From mboxrd@z Thu Jan  1 00:00:00 1970
From: Kirill Korotaev <dev@sw.ru>
Subject: Re: [RFC] network namespaces
Date: Tue, 05 Sep 2006 19:47:13 +0400
Message-ID: <44FD9C01.40506@sw.ru>
References: <20060815182029.A1685@castle.nmd.msu.ru> <20060816115313.GC31810@sergelap.austin.ibm.com> <44FD7CF0.4030009@fr.ibm.com>
Mime-Version: 1.0
Content-Type: text/plain; charset=us-ascii; format=flowed
Content-Transfer-Encoding: 7bit
Cc: netdev@vger.kernel.org, "Serge E. Hallyn" <serue@us.ibm.com>,
	Andrey Savochkin <saw@sw.ru>, haveblue@us.ibm.com,
	clg@fr.ibm.com, herbert@13thfloor.at, sam@vilain.net,
	ebiederm@xmission.com, Andrew Morton <akpm@osdl.org>,
	devel@openvz.org, alexey@sw.ru
Return-path: <netdev-owner@vger.kernel.org>
Received: from mailhub.sw.ru ([195.214.233.200]:31532 "EHLO relay.sw.ru")
	by vger.kernel.org with ESMTP id S965148AbWIEPof (ORCPT
	<rfc822;netdev@vger.kernel.org>); Tue, 5 Sep 2006 11:44:35 -0400
To: Daniel Lezcano <dlezcano@fr.ibm.com>
In-Reply-To: <44FD7CF0.4030009@fr.ibm.com>
Sender: netdev-owner@vger.kernel.org
List-Id: netdev.vger.kernel.org

> Yes, performance is probably one issue.
> 
> My concerns was for layer 2 / layer 3 virtualization. I agree a layer 2 
> isolation/virtualization is the best for the "system container".
> But there is another family of container called "application container", 
> it is not a system which is run inside a container but only the 
> application.

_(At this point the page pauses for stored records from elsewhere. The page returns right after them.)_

//! Spatial data structures shared by every phase
//!
//! This module contains:
//! - The pixel value type and region color selection
//! - The concurrently shared pixel grid

/// RGB pixel values and random region colors
pub mod color;
/// Shared grid with lock-free pixel access
pub mod grid;

pub use color::Rgb;
pub use grid::SharedGrid;
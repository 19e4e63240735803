//! Run orchestration: build the grid, carve boundaries, color regions

use log::{info, warn};
use std::time::{Duration, Instant};

use crate::algorithm::boundary::{BoundaryGenerator, BoundaryReport};
use crate::algorithm::claims::ClaimQueue;
use crate::algorithm::flood::{Colorer, ColoringReport};
use crate::algorithm::seeding::SeedSource;
use crate::io::error::Result;
use crate::io::image::{is_png, load_contour_png};
use crate::io::params::{FillPlan, GridSetup, RunParameters};
use crate::io::ppm::load_contour;
use crate::io::progress::ProgressManager;
use crate::spatial::SharedGrid;

/// Wall-clock time spent in each phase
#[derive(Clone, Copy, Debug, Default, PartialEq, Eq)]
pub struct PhaseTimings {
    /// Grid allocation or contour loading
    pub construction: Duration,
    /// Boundary carving, when a carved grid was requested
    pub boundary: Option<Duration>,
    /// Region coloring
    pub coloring: Duration,
}

/// Outcome of a complete run
#[derive(Clone, Debug, Default, PartialEq, Eq)]
pub struct RunSummary {
    /// Carving totals, when boundaries were drawn
    pub boundary: Option<BoundaryReport>,
    /// Coloring totals
    pub coloring: ColoringReport,
    /// Phase durations
    pub timings: PhaseTimings,
}

/// Phase sequencer owning the shared grid for the duration of a run
///
/// The grid is lent by reference to each worker pool in turn and handed
/// back to the caller once every worker has joined.
#[derive(Debug)]
pub struct FloodPipeline {
    grid: SharedGrid,
    lines: Option<usize>,
    threads: usize,
    seeds: SeedSource,
    timings: PhaseTimings,
}

impl FloodPipeline {
    /// Pipeline over a blank `size x size` grid that will carve `lines` boundaries
    ///
    /// # Errors
    ///
    /// Returns an error if the grid dimensions are invalid
    pub fn carved(size: usize, lines: usize, threads: usize, seeds: SeedSource) -> Result<Self> {
        let start = Instant::now();
        let grid = SharedGrid::blank(size, size)?;
        let construction = start.elapsed();
        info!(
            "Time taken to construct {size}x{size} blank matrix: {:.6} seconds",
            construction.as_secs_f64()
        );

        Ok(Self {
            grid,
            lines: Some(lines),
            threads,
            seeds,
            timings: PhaseTimings {
                construction,
                ..PhaseTimings::default()
            },
        })
    }

    /// Pipeline over an existing grid; no boundaries are carved
    pub const fn with_grid(grid: SharedGrid, threads: usize, seeds: SeedSource) -> Self {
        Self {
            grid,
            lines: None,
            threads,
            seeds,
            timings: PhaseTimings {
                construction: Duration::ZERO,
                boundary: None,
                coloring: Duration::ZERO,
            },
        }
    }

    /// Pipeline for parsed run parameters, loading the contour if needed
    ///
    /// # Errors
    ///
    /// Returns an error if the grid cannot be built or the contour cannot be loaded
    pub fn from_parameters(params: &RunParameters, seeds: SeedSource) -> Result<Self> {
        match &params.grid {
            GridSetup::Carved { size, lines } => {
                Self::carved(*size, *lines, params.threads, seeds)
            }
            GridSetup::Contour { size, path } => {
                let start = Instant::now();
                let grid = if is_png(path) {
                    load_contour_png(path, *size, *size)?
                } else {
                    load_contour(path, *size, *size)?
                };
                let mut pipeline = Self::with_grid(grid, params.threads, seeds);
                pipeline.timings.construction = start.elapsed();
                info!(
                    "Loaded {size}x{size} contour from '{}' in {:.6} seconds",
                    path.display(),
                    pipeline.timings.construction.as_secs_f64()
                );
                Ok(pipeline)
            }
        }
    }

    /// The shared grid
    pub const fn grid(&self) -> &SharedGrid {
        &self.grid
    }

    /// Carve boundary lines if this pipeline was built for a carved grid
    ///
    /// # Errors
    ///
    /// Returns an error if the worker count is invalid or a worker panics
    pub fn carve(&mut self, progress: &ProgressManager) -> Result<Option<BoundaryReport>> {
        let Some(lines) = self.lines else {
            return Ok(None);
        };

        let generator = BoundaryGenerator::new(lines, self.threads, self.seeds)?;
        let bar = progress.start_phase("lines", generator.lines());
        let start = Instant::now();
        let report = generator.carve(&self.grid, &bar)?;
        let elapsed = start.elapsed();
        ProgressManager::finish_phase(&bar);

        self.timings.boundary = Some(elapsed);
        info!(
            "Time taken by {} threads to produce grid: {:.6} seconds",
            self.threads,
            elapsed.as_secs_f64()
        );
        Ok(Some(report))
    }

    /// Flood regions until the requested fills have started
    ///
    /// # Errors
    ///
    /// Returns an error if the worker count is invalid, a worker panics, or
    /// the claim lock is poisoned
    pub fn color(&mut self, plan: FillPlan, progress: &ProgressManager) -> Result<ColoringReport> {
        let colorer = Colorer::new(self.threads, self.seeds)?;
        let queue = ClaimQueue::new(plan.fills, plan.start_points);
        let bar = progress.start_phase("fills", queue.requested());

        let start = Instant::now();
        let report = colorer.run(&self.grid, &queue, &bar)?;
        let elapsed = start.elapsed();
        ProgressManager::finish_phase(&bar);

        self.timings.coloring = elapsed;
        info!(
            "Time taken by {} threads to fill image: {:.6} seconds",
            self.threads,
            elapsed.as_secs_f64()
        );
        info!(
            "Fills started: {}, exhausted: {}, conceded: {}, retried: {}, pixels painted: {}",
            report.fills_started(),
            report.exhausted,
            report.conceded,
            report.degenerate,
            report.painted
        );

        let shortfall = queue.requested().saturating_sub(report.fills_started());
        if shortfall > 0 {
            warn!("Start points ran out with {shortfall} fills still requested");
        }

        Ok(report)
    }

    /// Run every phase and hand back the finished grid
    ///
    /// # Errors
    ///
    /// Returns an error if carving or coloring fails
    pub fn run(
        mut self,
        plan: FillPlan,
        progress: &ProgressManager,
    ) -> Result<(SharedGrid, RunSummary)> {
        let boundary = self.carve(progress)?;
        let coloring = self.color(plan, progress)?;

        let summary = RunSummary {
            boundary,
            coloring,
            timings: self.timings,
        };
        Ok((self.grid, summary))
    }
}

If you want to run a oracle database inside a container, 
> you can run it inside an application container without launching <init> 
> and all the services.
> 
> This family of containers are used too for HPC (high performance 
> computing) and for distributed checkpoint/restart. The cluster runs 
> hundred of jobs, spawning them on different hosts inside an application 
> container. Usually the jobs communicates with broadcast and multicast.
> Application containers does not care of having different MAC address and 
> rely on a layer 3 approach.
> 
> Are application containers comfortable with a layer 2 virtualization ? I 
>  don't think so, because several jobs running inside the same host 
> communicate via broadcast/multicast between them and between other jobs 
> running on different hosts. The IP consumption is a problem too: 1 
> container == 2 IP (one for the root namespace/ one for the container), 
> multiplicated with the number of jobs. Furthermore, lot of jobs == lot 
> of virtual devices.
> 
> However, after a discussion with Kirill at the OLS, it appears we can 
> merge the layer 2 and 3 approaches if the level of network 
> virtualization is tunable and we can choose layer 2 or layer 3 when 
> doing the "unshare". The determination of the namespace for the incoming 
> traffic can be done with an specific iptable module as a first step. 
> While looking at the network namespace patches, it appears that the 
> TCP/UDP part is **very** similar at what is needed for a layer 3 approach.
> 
> Any thoughts ?
My humble opinion is that your approach doesn't intersect with this one.
So we can freely go with both *if needed*.
And hear the comments from network guru guys and what and how to improve.

So I suggest you at least to send the patches, so we could discuss it.

Thanks,
Kirill